At the end of the presentation the speakers repeated the same poll questions – “Following this symposium, how well do you understand the burden of hypochondroplasia?” This time the responses were almost reversed – nearly all respondents answered 8-10 on the 10 point scale (10 =“extremely well”). The presentation ended abruptly and the microphone was cut before anyone could ask a question. Indeed, when one of my colleagues did stand up to ask a question about the disability social-justice framing of the messaging, and the microphone was not turned on. We followed up with the speakers about the concern and were informed that they do not create the slides themselves but rather rely on BioMarin for the content and framing.
As genetic counselors we value helping families reach a diagnosis and support informed decision making about genetic testing and care. It is crucial that we critically assess where our information is coming from and the factors motivate the delivery of this information. We need to be attuned to our own biases and recognize when they may be exploited.

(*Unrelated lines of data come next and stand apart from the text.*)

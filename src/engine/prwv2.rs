//! Multi-worker positional I/O engine
//!
//! Spawns [`MAX_IODEPTH`] worker threads at construction; only workers with
//! index below the live `iodepth` issue I/O, the rest idle on a short sleep,
//! so a live depth change needs no thread management. Each worker owns its
//! aligned buffer and randomizer and blocks in one `preadv`/`pwritev2` call
//! at a time.
//!
//! The driver side of this engine does no I/O: `make_requests` just sleeps
//! and polls the shared failure slot where the first worker error lands.

use super::Engine;
use crate::config::{LiveConfig, MAX_IODEPTH};
use crate::shaper::Shaper;
use crate::stats::{Stats, StatsAccumulator};
use crate::util::buffer::AlignedBuffer;
use crate::util::rng::{Randomizer, REWRITE_REFRESH_STRIDE};
use crate::Result;
use anyhow::Context;
use std::os::unix::io::RawFd;
use std::sync::atomic::{AtomicBool, Ordering};
use std::sync::{Arc, Mutex};
use std::thread;
use std::time::Duration;
use tracing::{debug, error};

/// Driver sleep per iteration and pause poll interval.
const DRIVER_POLL: Duration = Duration::from_millis(200);
/// Sleep for workers whose index is at or above the live iodepth.
const DISABLED_WORKER_POLL: Duration = Duration::from_millis(500);

struct WorkerShared {
    fd: RawFd,
    live: Arc<LiveConfig>,
    shaper: Arc<Shaper>,
    stats: Arc<StatsAccumulator>,
    stop: AtomicBool,
    waiting: AtomicBool,
    /// First fatal worker error; polled by the driver.
    failure: Mutex<Option<anyhow::Error>>,
}

pub struct PrwEngine {
    shared: Arc<WorkerShared>,
    threads: Vec<thread::JoinHandle<()>>,
}

impl PrwEngine {
    pub fn new(
        fd: RawFd,
        live: Arc<LiveConfig>,
        shaper: Arc<Shaper>,
        stats: Arc<StatsAccumulator>,
    ) -> Self {
        let shared = Arc::new(WorkerShared {
            fd,
            live,
            shaper,
            stats,
            stop: AtomicBool::new(false),
            // workers start idle until the first driver iteration
            waiting: AtomicBool::new(true),
            failure: Mutex::new(None),
        });

        let threads = (0..MAX_IODEPTH as usize)
            .map(|pos| {
                let shared = shared.clone();
                thread::spawn(move || worker_main(shared, pos))
            })
            .collect();

        Self { shared, threads }
    }
}

impl Engine for PrwEngine {
    fn make_requests(&mut self, stop: &AtomicBool) -> Result<()> {
        if let Some(err) = self.shared.failure.lock().unwrap().take() {
            self.shared.stop.store(true, Ordering::Relaxed);
            return Err(err);
        }

        if stop.load(Ordering::Relaxed) {
            self.shared.stop.store(true, Ordering::Relaxed);
        }
        self.shared.waiting.store(false, Ordering::Relaxed);

        thread::sleep(DRIVER_POLL);
        Ok(())
    }

    fn wait(&mut self) {
        self.shared.waiting.store(true, Ordering::Relaxed);
    }

    fn is_multi_thread(&self) -> bool {
        true
    }
}

impl Drop for PrwEngine {
    fn drop(&mut self) {
        self.shared.stop.store(true, Ordering::Relaxed);
        for handle in self.threads.drain(..) {
            let _ = handle.join();
        }
    }
}

fn worker_main(shared: Arc<WorkerShared>, pos: usize) {
    if let Err(err) = worker_loop(&shared, pos) {
        debug!("worker {} failed: {:#}", pos, err);
        let mut failure = shared.failure.lock().unwrap();
        if failure.is_none() {
            *failure = Some(err);
        }
    }
}

fn worker_loop(shared: &WorkerShared, pos: usize) -> Result<()> {
    let mut rng = Randomizer::new();
    let mut buffer: Option<AlignedBuffer> = None;
    let mut cur_size = 0usize;
    let mut wrote = false;

    while !shared.stop.load(Ordering::Relaxed) {
        while shared.waiting.load(Ordering::Relaxed) && !shared.stop.load(Ordering::Relaxed) {
            thread::sleep(DRIVER_POLL);
        }
        if shared.stop.load(Ordering::Relaxed) {
            break;
        }

        if pos >= shared.live.iodepth() as usize {
            thread::sleep(DISABLED_WORKER_POLL);
            continue;
        }

        let params = shared.shaper.next_params();
        debug_assert!(params.size > 0);

        if cur_size != params.size {
            debug!(
                "worker {} request size changed from {} to {}",
                pos, cur_size, params.size
            );
            cur_size = params.size;
            let mut fresh = AlignedBuffer::new(params.size)?;
            rng.fill_buffer(fresh.as_mut_slice());
            buffer = Some(fresh);
        } else if params.write && wrote {
            let buf = buffer.as_mut().expect("buffer allocated");
            rng.fill_buffer_sparse(buf.as_mut_slice(), REWRITE_REFRESH_STRIDE);
        }
        wrote = params.write;

        let buf = buffer.as_mut().expect("buffer allocated");
        let iov = libc::iovec {
            iov_base: buf.as_mut_ptr() as *mut libc::c_void,
            iov_len: cur_size,
        };

        let ret = if params.write {
            let flags = if params.dsync { libc::RWF_DSYNC } else { 0 };
            unsafe { libc::pwritev2(shared.fd, &iov, 1, params.offset as libc::off_t, flags) }
        } else {
            unsafe { libc::preadv(shared.fd, &iov, 1, params.offset as libc::off_t) }
        };

        if shared.stop.load(Ordering::Relaxed) {
            break;
        }

        shared.shaper.offset_released(params.offset);

        if ret > 0 {
            shared
                .stats
                .add(&Stats::one_block(params.block_size_kib, params.write));
        } else if ret == 0 {
            error!("worker {}: read/write returned zero", pos);
        } else {
            let err = std::io::Error::last_os_error();
            match err.raw_os_error() {
                Some(libc::EAGAIN) | Some(libc::EINTR) => {} // transient, retry
                _ => {
                    return Err(err).with_context(|| {
                        format!(
                            "worker {}: {} at offset {} failed",
                            pos,
                            if params.write { "pwritev2" } else { "preadv" },
                            params.offset
                        )
                    });
                }
            }
        }
    }

    Ok(())
}

#[cfg(test)]
mod tests {
    use super::*;
    use crate::config::IoEngineKind;
    use std::fs::OpenOptions;
    use std::os::unix::io::AsRawFd;
    use tempfile::TempDir;

    fn engine_over_tempfile(
        iodepth: u32,
        write_ratio: f64,
    ) -> (TempDir, std::fs::File, PrwEngine, Arc<StatsAccumulator>) {
        let dir = TempDir::new().unwrap();
        let path = dir.path().join("target.dat");
        std::fs::write(&path, vec![0u8; 10 * 1024 * 1024]).unwrap();

        let file = OpenOptions::new()
            .read(true)
            .write(true)
            .open(&path)
            .unwrap();

        let live = Arc::new(LiveConfig::new(
            IoEngineKind::Prwv2,
            false,
            10,
            4,
            iodepth,
            0,
            write_ratio,
            0.5,
            false,
        ));
        let shaper = Arc::new(Shaper::with_seed(live.clone(), 31));
        let stats = Arc::new(StatsAccumulator::new());
        let engine = PrwEngine::new(file.as_raw_fd(), live, shaper, stats.clone());
        (dir, file, engine, stats)
    }

    #[test]
    fn test_workers_produce_stats() {
        let (_dir, _file, mut engine, stats) = engine_over_tempfile(4, 0.5);
        let stop = AtomicBool::new(false);

        // first iteration releases the initial pause; a few more give the
        // workers time to run
        for _ in 0..3 {
            engine.make_requests(&stop).unwrap();
        }

        let snap = stats.snapshot();
        assert!(snap.blocks > 0);
        assert_eq!(snap.blocks, snap.blocks_read + snap.blocks_write);

        stop.store(true, Ordering::Relaxed);
        engine.make_requests(&stop).unwrap();
        drop(engine); // joins all workers
    }

    #[test]
    fn test_wait_pauses_workers() {
        let (_dir, _file, mut engine, stats) = engine_over_tempfile(2, 0.0);
        let stop = AtomicBool::new(false);

        engine.make_requests(&stop).unwrap();
        engine.wait();
        thread::sleep(Duration::from_millis(300));

        let before = stats.snapshot().blocks;
        thread::sleep(Duration::from_millis(400));
        let after = stats.snapshot().blocks;
        // paused workers publish nothing
        assert_eq!(before, after);

        stop.store(true, Ordering::Relaxed);
        engine.make_requests(&stop).unwrap();
    }

    #[test]
    fn test_drop_joins_quickly() {
        let (_dir, _file, mut engine, _stats) = engine_over_tempfile(8, 0.5);
        let stop = AtomicBool::new(false);
        engine.make_requests(&stop).unwrap();

        let start = std::time::Instant::now();
        drop(engine);
        assert!(start.elapsed() < Duration::from_secs(2));
    }
}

I urge my colleagues to recognize how our biases shape how we think and talk about the genetic conditions, testing, and treatment. Please consider carefully the source of the information you receive and seek out information and perspectives from people with lived experiences. As commercial interests in genetic testing and treatment expand rapidly, the choices we make about what information we emphasize, whose voices we center, and how we frame genetic conditions has the power not just to influence individual families’ decisions, but also to shape the societal discourse on diversity and disability.